The Mayo Clinic Biobank is an opt-in biobank. This means that participants actively agree in written, informed consent to permit use of samples and/or data in multiple studies, provide access to data from a questionnaire and from their medical record (both past and future), provide blood samples drawn specifically for the biobank, and permit access to stored clinical samples. They also agree to permit sharing of de-identified data with other researchers through secured computer databases such as the National Library of Medicine’s database of Genotypes and Phenotypes (dbGaP). Participants also agree to future contact for additional studies.

Our consent document covers privacy protections, the risks involved in participating, and the potential for receiving results from projects that use the biobank. It also provides two checkboxes—included at the suggestion of the community advisory board—allowing the participant the option of 1) not allowing access to stored clinical specimens for research, and 2) not allowing family members access to samples after their death.

Standard blood collection at our institution includes three 10 mL tubes with ethylenediaminetetraacetic acid (EDTA), a 10 mL tube without additives, and a 4.5 mL tube with sodium citrate. Blood samples are fractionated and DNA is extracted from 4 mL of EDTA blood on automated platforms. Unique identification numbers are assigned to each individual container received or created, and barcoded labels are adhered to each container. All demographics are disassociated from the sample record after 3 days to make patient information secure. Over 1.25 million aliquots have been prepared and stored for future use in a robotic freezer at -80°C.

Our Biobank Access Committee reviews investigators' requests to access samples and data to ensure adherence to our principles, including scientific excellence, alignment with institutional goals, and potential to improve patient care.

The Biobank Access Committee, in collaboration with the community advisory board, has developed a policy for determining whether research results, including incidental findings, warrant being offered to biobank participants. An ad hoc panel of experts reviews results that are potentially clinically meaningful, such as genetic test results with known clinical utility, to determine whether knowledge of the research results would affect clinical care of biobank participants. If the panel decides that the results are valuable for clinical care, the biobank contacts participants and offers genetic counseling to help them decide whether they want to learn their results. We offer to those who so chose a second appointment with a genetic counselor at which time the research results are disclosed. If results will be used for clinical decision making, the genetic counselor facilitates confirmation of the research results in a CLIA-approved lab.

In June 2016, the National Institutes of Health announced that Mayo Clinic Biobank would be the central repository for processing and storing biospecimens from 1 million participants in the All of Us Research Program (https://allofus.nih.gov).
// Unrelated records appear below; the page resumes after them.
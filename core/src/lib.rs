#![deny(
    unsafe_code,
    missing_docs,
    dead_code,
    unused_results,
    non_snake_case,
    unreachable_pub
)]

//! Core contracts shared across the lane runner.
//!
//! This crate defines the message surface that connects adapters, the
//! authoritative world, and pure systems. Adapters submit [`Command`] values
//! describing desired mutations, the world executes those commands via its
//! `apply` entry point, and then broadcasts [`Event`] values for systems to
//! react to deterministically. Systems consume event streams, query immutable
//! snapshots, and respond exclusively with new command batches. Player input
//! never reaches the world directly: it is delivered to the lane movement
//! system as [`PlayerInput`] values.

use std::time::Duration;

use glam::{Vec2, Vec3};
use serde::{Deserialize, Serialize};

mod errors;
pub mod seconds;

pub use errors::{ConfigError, LaneOutOfRange, PlacementError, PoolError, TrajectoryError};

/// Direction the runner advances along.
pub const RUN_AXIS: Vec3 = Vec3::NEG_X;

/// Direction along which the three lanes are spread.
pub const LANE_AXIS: Vec3 = Vec3::Z;

/// World up direction, opposite to gravity.
pub const UP_AXIS: Vec3 = Vec3::Y;

/// Commands that express all permissible world mutations.
#[derive(Clone, Debug, PartialEq)]
pub enum Command {
    /// Advances the simulation clock by one physics step.
    Tick {
        /// Duration of simulated time that elapsed since the previous tick.
        dt: Duration,
    },
    /// Unfreezes the player body so physics and impulses apply to it.
    ActivatePlayer,
    /// Applies an instantaneous impulse to the player body.
    ApplyImpulse {
        /// Impulse expressed in mass-scaled world units.
        impulse: Vec3,
    },
    /// Adds a mass-independent velocity change to the player body.
    ApplyVelocityChange {
        /// Velocity delta in world units per second.
        delta: Vec3,
    },
    /// Requests that a segment built from the template is appended to the chain.
    ExtendChain {
        /// Template the new segment is instantiated from.
        template: TemplateId,
    },
    /// Publishes initial-fill progress for loader consumers.
    ReportProgress {
        /// Fraction of the initial fill that is complete, in `0.0..=1.0`.
        percent: f32,
    },
    /// Declares the initial fill complete.
    MarkGenerationReady,
    /// Adds points to the running score.
    AwardScore {
        /// Number of points to add.
        points: u32,
    },
    /// Returns an active obstacle to its pool.
    RecycleObstacle {
        /// Identifier of the obstacle to release.
        obstacle: ObstacleId,
    },
    /// Ends the current run and freezes the player.
    EndRun,
    /// Returns every placed entity to its pool and restores the initial scene.
    ResetScene,
}

/// Events broadcast by the world after processing commands.
#[derive(Clone, Debug, PartialEq)]
pub enum Event {
    /// Indicates that the simulation clock advanced.
    TimeAdvanced {
        /// Duration of simulated time that elapsed in the tick.
        dt: Duration,
    },
    /// Confirms that the player body became active.
    PlayerActivated,
    /// Reports that the airborne player touched the ground.
    PlayerLanded,
    /// Reports that the grounded player ran off the end of the placed chain.
    PlayerLeftGround,
    /// Reports that the player entered the level-start trigger for this run.
    LevelStartEntered,
    /// Confirms that a segment was appended to the chain.
    SegmentPlaced {
        /// Identifier assigned to the placed segment.
        segment: SegmentId,
        /// Template the segment was instantiated from.
        template: TemplateId,
        /// Anchor where the segment begins along the run axis.
        start: Vec3,
        /// Anchor where the segment ends along the run axis.
        end: Vec3,
    },
    /// Reports that a segment left the retention window and returned to its pool.
    SegmentRecycled {
        /// Identifier of the released segment.
        segment: SegmentId,
    },
    /// Reports that a chain extension request was skipped.
    SegmentRejected {
        /// Template requested for placement.
        template: TemplateId,
        /// Specific reason the placement failed.
        reason: PlacementError,
    },
    /// Confirms that an obstacle was placed on a lane of a segment.
    ObstaclePlaced {
        /// Identifier assigned to the obstacle.
        obstacle: ObstacleId,
        /// Variant of the obstacle.
        kind: ObstacleKind,
        /// Lane the obstacle occupies.
        lane: Lane,
        /// World position of the obstacle.
        position: Vec3,
    },
    /// Reports that an obstacle returned to its pool.
    ObstacleRecycled {
        /// Identifier of the released obstacle.
        obstacle: ObstacleId,
    },
    /// Reports that the player entered the trigger region of an active obstacle.
    PlayerCollided {
        /// Identifier of the obstacle that was entered.
        obstacle: ObstacleId,
        /// Variant of the obstacle.
        kind: ObstacleKind,
    },
    /// Publishes initial-fill progress. Never emitted after [`Event::GenerationReady`].
    ProgressUpdated {
        /// Fraction of the initial fill that is complete, in `0.0..=1.0`.
        percent: f32,
    },
    /// Announces, exactly once, that the initial fill is complete.
    GenerationReady,
    /// Reports the running score after it changed.
    ScoreChanged {
        /// Score accumulated during the current run.
        score: u32,
    },
    /// Reports that the player dropped below the kill height.
    PlayerFell,
    /// Announces that the current run is over.
    RunEnded {
        /// Score accumulated during the run.
        score: u32,
    },
    /// Confirms that the scene returned to its initial state.
    SceneReset,
}

/// Discrete input delivered to the lane movement system.
#[derive(Clone, Copy, Debug, PartialEq)]
pub enum PlayerInput {
    /// Requests a vertical jump.
    Jump,
    /// Requests a lane change by one lane in the given direction.
    Move {
        /// Direction of the lane change.
        delta: LaneDelta,
    },
    /// Touch swipe; upward swipes jump, sideways swipes change lane.
    Swipe {
        /// Swipe direction in screen space, `y` pointing up.
        direction: Vec2,
    },
}

/// One of the three parallel tracks, indexed `-1`, `0` and `1`.
#[derive(
    Clone, Copy, Debug, Default, PartialEq, Eq, Hash, PartialOrd, Ord, Serialize, Deserialize,
)]
#[serde(try_from = "i8", into = "i8")]
pub struct Lane(i8);

impl Lane {
    /// Lowest lane index.
    pub const MIN: Lane = Lane(-1);
    /// Middle lane where every run starts.
    pub const CENTER: Lane = Lane(0);
    /// Highest lane index.
    pub const MAX: Lane = Lane(1);

    /// Creates a lane from its index, rejecting values outside `-1..=1`.
    #[must_use]
    pub const fn new(index: i8) -> Option<Self> {
        if index >= Self::MIN.0 && index <= Self::MAX.0 {
            Some(Self(index))
        } else {
            None
        }
    }

    /// Signed index of the lane.
    #[must_use]
    pub const fn index(self) -> i8 {
        self.0
    }

    /// Lane reached by moving one step in the provided direction, if it exists.
    #[must_use]
    pub const fn shifted(self, delta: LaneDelta) -> Option<Self> {
        Self::new(self.0 + delta.value())
    }

    /// Across-lane coordinate of the lane centre for the provided lane width.
    #[must_use]
    pub fn offset(self, lane_size: f32) -> f32 {
        f32::from(self.0) * lane_size
    }
}

impl TryFrom<i8> for Lane {
    type Error = LaneOutOfRange;

    fn try_from(value: i8) -> Result<Self, Self::Error> {
        Self::new(value).ok_or(LaneOutOfRange(value))
    }
}

impl From<Lane> for i8 {
    fn from(lane: Lane) -> Self {
        lane.index()
    }
}

/// Direction of a single-lane move.
#[derive(Clone, Copy, Debug, PartialEq, Eq, Hash)]
pub enum LaneDelta {
    /// Towards lower lane indices.
    Negative,
    /// Towards higher lane indices.
    Positive,
}

impl LaneDelta {
    /// Signed step applied to a lane index.
    #[must_use]
    pub const fn value(self) -> i8 {
        match self {
            Self::Negative => -1,
            Self::Positive => 1,
        }
    }

    /// Resolves the direction from the sign of a scalar. Zero yields `None`.
    #[must_use]
    pub fn from_sign(value: f32) -> Option<Self> {
        if value > 0.0 {
            Some(Self::Positive)
        } else if value < 0.0 {
            Some(Self::Negative)
        } else {
            None
        }
    }
}

/// Unique identifier assigned to a placed segment.
#[derive(Clone, Copy, Debug, PartialEq, Eq, Hash, PartialOrd, Ord)]
pub struct SegmentId(u32);

impl SegmentId {
    /// Creates a new segment identifier with the provided numeric value.
    #[must_use]
    pub const fn new(value: u32) -> Self {
        Self(value)
    }

    /// Retrieves the numeric representation of the identifier.
    #[must_use]
    pub const fn get(&self) -> u32 {
        self.0
    }
}

/// Unique identifier assigned to a placed obstacle.
#[derive(Clone, Copy, Debug, PartialEq, Eq, Hash, PartialOrd, Ord)]
pub struct ObstacleId(u32);

impl ObstacleId {
    /// Creates a new obstacle identifier with the provided numeric value.
    #[must_use]
    pub const fn new(value: u32) -> Self {
        Self(value)
    }

    /// Retrieves the numeric representation of the identifier.
    #[must_use]
    pub const fn get(&self) -> u32 {
        self.0
    }
}

/// Index of a configured segment template.
#[derive(Clone, Copy, Debug, PartialEq, Eq, Hash, PartialOrd, Ord, Serialize, Deserialize)]
pub struct TemplateId(u32);

impl TemplateId {
    /// Creates a new template identifier with the provided numeric value.
    #[must_use]
    pub const fn new(value: u32) -> Self {
        Self(value)
    }

    /// Retrieves the numeric representation of the identifier.
    #[must_use]
    pub const fn get(&self) -> u32 {
        self.0
    }
}

/// Variants of lane obstacles reacting to player contact.
#[derive(Clone, Copy, Debug, PartialEq, Eq, Hash, Serialize, Deserialize)]
#[serde(rename_all = "snake_case")]
pub enum ObstacleKind {
    /// Collectible that awards points and disappears.
    ScorePickup {
        /// Points awarded on contact.
        points: u32,
    },
    /// Obstacle that ends the run on contact.
    Hazard,
}

/// Placement of one obstacle inside a segment template.
#[derive(Clone, Copy, Debug, PartialEq, Serialize, Deserialize)]
pub struct ObstacleSlot {
    /// Distance from the segment's start anchor along the run axis.
    pub offset: f32,
    /// Lane the obstacle is placed on.
    pub lane: Lane,
    /// Variant of the obstacle.
    pub kind: ObstacleKind,
}

/// Blueprint of a level segment.
#[derive(Clone, Debug, PartialEq, Serialize, Deserialize)]
pub struct SegmentTemplate {
    /// Length of the segment along the run axis.
    pub length: f32,
    /// Obstacles carried by every instance of the template.
    #[serde(default)]
    pub obstacles: Vec<ObstacleSlot>,
}

impl SegmentTemplate {
    /// Creates an empty template of the provided length.
    #[must_use]
    pub fn new(length: f32) -> Self {
        Self {
            length,
            obstacles: Vec::new(),
        }
    }

    /// Adds an obstacle slot to the template.
    #[must_use]
    pub fn with_obstacle(mut self, offset: f32, lane: Lane, kind: ObstacleKind) -> Self {
        self.obstacles.push(ObstacleSlot { offset, lane, kind });
        self
    }
}

/// Immutable representation of the player body used for queries.
#[derive(Clone, Copy, Debug, PartialEq)]
pub struct PlayerSnapshot {
    /// World position of the body.
    pub position: Vec3,
    /// Linear velocity of the body.
    pub velocity: Vec3,
    /// Mass used to convert impulses into velocity changes.
    pub mass: f32,
    /// Whether the body currently rests on a segment.
    pub grounded: bool,
    /// Whether the body is simulated.
    pub active: bool,
}

/// Immutable representation of a placed segment used for queries.
#[derive(Clone, Copy, Debug, PartialEq)]
pub struct SegmentSnapshot {
    /// Identifier assigned to the segment.
    pub id: SegmentId,
    /// Template the segment was instantiated from.
    pub template: TemplateId,
    /// Anchor where the segment begins.
    pub start: Vec3,
    /// Anchor where the segment ends.
    pub end: Vec3,
}

/// Initial-fill progress as seen by loader consumers.
#[derive(Clone, Copy, Debug, Default, PartialEq)]
pub struct GenerationProgress {
    /// Last published fraction, in `0.0..=1.0`.
    pub percent: f32,
    /// Becomes `true` exactly once, when the initial fill completes.
    pub initial_fill_complete: bool,
}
This will be the largest national biospecimen resource focused on precision medicine.

Conclusion

We all have an important role in making biobanks a success. Biobanks that have rich corresponding data on a large number of participants provide critical information and infrastructure support for clinical research. In order to deliver on the promise of biobanking and accelerate translation of research discoveries into more personalized and effective patient care, it takes the unique expertise of laboratorians, clinicians, researchers, and many others all working toward a common goal.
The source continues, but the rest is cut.